Former Philippine President Fidel Valdez Ramos, a US-trained ex-general who saw action in the Korean and Vietnam wars and played a key role in a 1986 pro-democracy uprising that toppled a dictator, has died. He was 94 years old.
Ramos’ family announced his death with deep sadness, but did not provide other details in a brief statement asking for privacy.
One of his longtime collaborators, Norman Legaspi, told The Associated Press that Ramos had been in and out of hospital in recent years due to a heart condition and was suffering from dementia.
Legaspi said some of Ramos’s relatives were with him when he died on Sunday at Makati Medical Center in metropolitan Manila.

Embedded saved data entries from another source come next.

use rust_decimal::Decimal;
use sea_orm::{
    sea_query::{Expr, Func},
    ActiveModelTrait, ColumnTrait, ConnectionTrait, DbErr, EntityTrait, PaginatorTrait,
    QueryFilter, QueryOrder,
};

use super::contains_pattern;
use crate::entities::{
    inventory_item::{ActiveModel, Column, Entity as InventoryItem, Model},
    supplier,
};

/// Queries over `inventory_item`. Every method takes the connection so the same call works on
/// the pool and inside a transaction.
pub struct InventoryItemRepository;

impl InventoryItemRepository {
    pub async fn find_by_id<C: ConnectionTrait>(db: &C, id: &str) -> Result<Option<Model>, DbErr> {
        InventoryItem::find_by_id(id.to_owned()).one(db).await
    }

    pub async fn find_all<C: ConnectionTrait>(db: &C) -> Result<Vec<Model>, DbErr> {
        InventoryItem::find()
            .order_by_asc(Column::Name)
            .all(db)
            .await
    }

    pub async fn exists_by_name_ignore_case<C: ConnectionTrait>(
        db: &C,
        name: &str,
        exclude_id: Option<&str>,
    ) -> Result<bool, DbErr> {
        let mut query = InventoryItem::find()
            .filter(Expr::expr(Func::lower(Expr::col(Column::Name))).eq(name.to_lowercase()));
        if let Some(id) = exclude_id {
            query = query.filter(Column::Id.ne(id));
        }
        Ok(query.count(db).await? > 0)
    }

    /// Case-insensitive substring search, cheapest first. `page` is zero-based.
    pub async fn search_by_name<C: ConnectionTrait>(
        db: &C,
        name: &str,
        page: u64,
        size: u64,
    ) -> Result<(Vec<Model>, u64), DbErr> {
        let paginator = InventoryItem::find()
            .filter(Expr::expr(Func::lower(Expr::col(Column::Name))).like(contains_pattern(name)))
            .order_by_asc(Column::Price)
            .order_by_asc(Column::Name)
            .paginate(db, size);

        let total = paginator.num_items().await?;
        let items = paginator.fetch_page(page).await?;
        Ok((items, total))
    }

    pub async fn count<C: ConnectionTrait>(db: &C) -> Result<u64, DbErr> {
        InventoryItem::find().count(db).await
    }

    /// Items whose quantity is under their reorder threshold, lowest stock first
    pub async fn find_below_minimum_stock<C: ConnectionTrait>(
        db: &C,
        supplier_id: Option<&str>,
    ) -> Result<Vec<Model>, DbErr> {
        let mut query = InventoryItem::find()
            .filter(Expr::col(Column::Quantity).lt(Expr::col(Column::MinimumQuantity)));
        if let Some(supplier_id) = supplier_id {
            query = query.filter(Column::SupplierId.eq(supplier_id));
        }
        query
            .order_by_asc(Column::Quantity)
            .order_by_asc(Column::Name)
            .all(db)
            .await
    }

    pub async fn count_below_minimum_stock<C: ConnectionTrait>(db: &C) -> Result<u64, DbErr> {
        InventoryItem::find()
            .filter(Expr::col(Column::Quantity).lt(Expr::col(Column::MinimumQuantity)))
            .count(db)
            .await
    }

    /// True when the supplier has at least one item stocked above `threshold`
    pub async fn exists_active_stock_for_supplier<C: ConnectionTrait>(
        db: &C,
        supplier_id: &str,
        threshold: i32,
    ) -> Result<bool, DbErr> {
        let count = InventoryItem::find()
            .filter(Column::SupplierId.eq(supplier_id))
            .filter(Column::Quantity.gt(threshold))
            .count(db)
            .await?;
        Ok(count > 0)
    }

    /// Applies `delta` in a single conditional UPDATE. Returns 0 when the item is missing or the
    /// result would fall outside `0..=i32::MAX`.
    pub async fn apply_quantity_delta<C: ConnectionTrait>(
        db: &C,
        id: &str,
        delta: i32,
    ) -> Result<u64, DbErr> {
        // Bounds are compared against the stored column so the arithmetic never leaves i32.
        let in_range = if delta < 0 {
            Column::Quantity.gte(-i64::from(delta))
        } else {
            Column::Quantity.lte(i32::MAX - delta)
        };
        let result = InventoryItem::update_many()
            .col_expr(Column::Quantity, Expr::col(Column::Quantity).add(delta))
            .filter(Column::Id.eq(id))
            .filter(in_range)
            .exec(db)
            .await?;
        Ok(result.rows_affected)
    }

    pub async fn update_price<C: ConnectionTrait>(
        db: &C,
        id: &str,
        price: Decimal,
    ) -> Result<u64, DbErr> {
        let result = InventoryItem::update_many()
            .col_expr(Column::Price, Expr::value(price))
            .filter(Column::Id.eq(id))
            .exec(db)
            .await?;
        Ok(result.rows_affected)
    }

    pub async fn insert<C: ConnectionTrait>(db: &C, item: ActiveModel) -> Result<Model, DbErr> {
        item.insert(db).await
    }

    pub async fn update<C: ConnectionTrait>(db: &C, item: ActiveModel) -> Result<Model, DbErr> {
        item.update(db).await
    }

    pub async fn delete_by_id<C: ConnectionTrait>(db: &C, id: &str) -> Result<u64, DbErr> {
        let result = InventoryItem::delete_by_id(id.to_owned()).exec(db).await?;
        Ok(result.rows_affected)
    }

    /// Every item paired with its supplier
    pub async fn find_all_with_supplier<C: ConnectionTrait>(
        db: &C,
    ) -> Result<Vec<(Model, Option<supplier::Model>)>, DbErr> {
        InventoryItem::find()
            .find_also_related(supplier::Entity)
            .all(db)
            .await
    }
}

“He was an icon. We lost a hero and I lost a father,” said Legaspi, a retired Philippine Air Force officer who served as a close employee of Ramos, inside and outside the government for nearly 15 years.
President Ferdinand Marcos Jr. offered condolences to Ramos’ family in a Facebook post. “We have not only lost a good leader but also a family member.
The newly-elected president is the namesake of the former Philippine dictator, whose 1986 expulsion came after Ramos, then a top official of the Philippine Constabulary, and defense chief Juan Ponce Enrale withdrew his support for the defections, which largely led to the military. – gave rise to supported protests.
Ramos was the late dictator’s second cousin.
The United States, the European Union and other foreign governments expressed their condolences. “His contribution to the US-Philippines bilateral relationship and to advancing our shared goals of peace and democracy will always be remembered,” the US embassy in Manila said.
Cigar-chomping Ramos, known for his “we can do this” rally call, thumbs-up sign, attention to detail and firm handshakes, served as president from 1992 to 1998, a symbol of democracy. After Corazon Aquino.
She rose to the presidency in 1986 after a largely peaceful “People Power” uprising that toppled the elder Marcos and became a harbinger of a worldwide transition to authoritarian regimes.
In a memorable moment of rebellion, as the tide turned against Marcos, Ramos jumped in victory with his hands while Enrill was rallying the crowd under a Philippine flagpole, drawing applause and cheer from the rebel forces.
The scene was captured by an AP and a few other photojournalists and re-exhibited by Ramos every year during the anniversary of the rebellion, until age and his failing health prevented him from showing.
Marcos, his family and companions were taken into American exile, where he died in 1989.
After Aquino became president, Ramos became military chief and later secretary of defense, successfully defending him from several violent coup attempts.
In 1992, Ramos won the presidential election and became the first Protestant president of a largely Roman Catholic nation. His tenure was marked by major reforms and efforts to end telecommunications and other business monopolies, which sparked a rare economic boom, cemented the poor Southeast Asian country’s image and received praise from business leaders and the international community. Of.
One of his legacies was the signing in 1996 of a peace deal between his government and the Moro National Liberation Front, the largest Muslim separatist group in the then unstable southern Philippines, home to minority Muslims.
Ramos’ calm demeanor in times of crisis earned him the nickname “Stable Eddie”. The son of a longtime legislator and foreign secretary, Ramos graduated from the US Military Academy at West Point in 1950. He was part of the Philippine War Corps that fought in the Korean War and was also involved in the Vietnam War as a non. Compete civilian military engineer.
Ramos is survived by his wife, Amelita “Ming” Ramos, a school official, pianist, sports and environmental advocate, and their four daughters. Their second child, Josephine “Joe” Ramos-Samartino, died in 2011.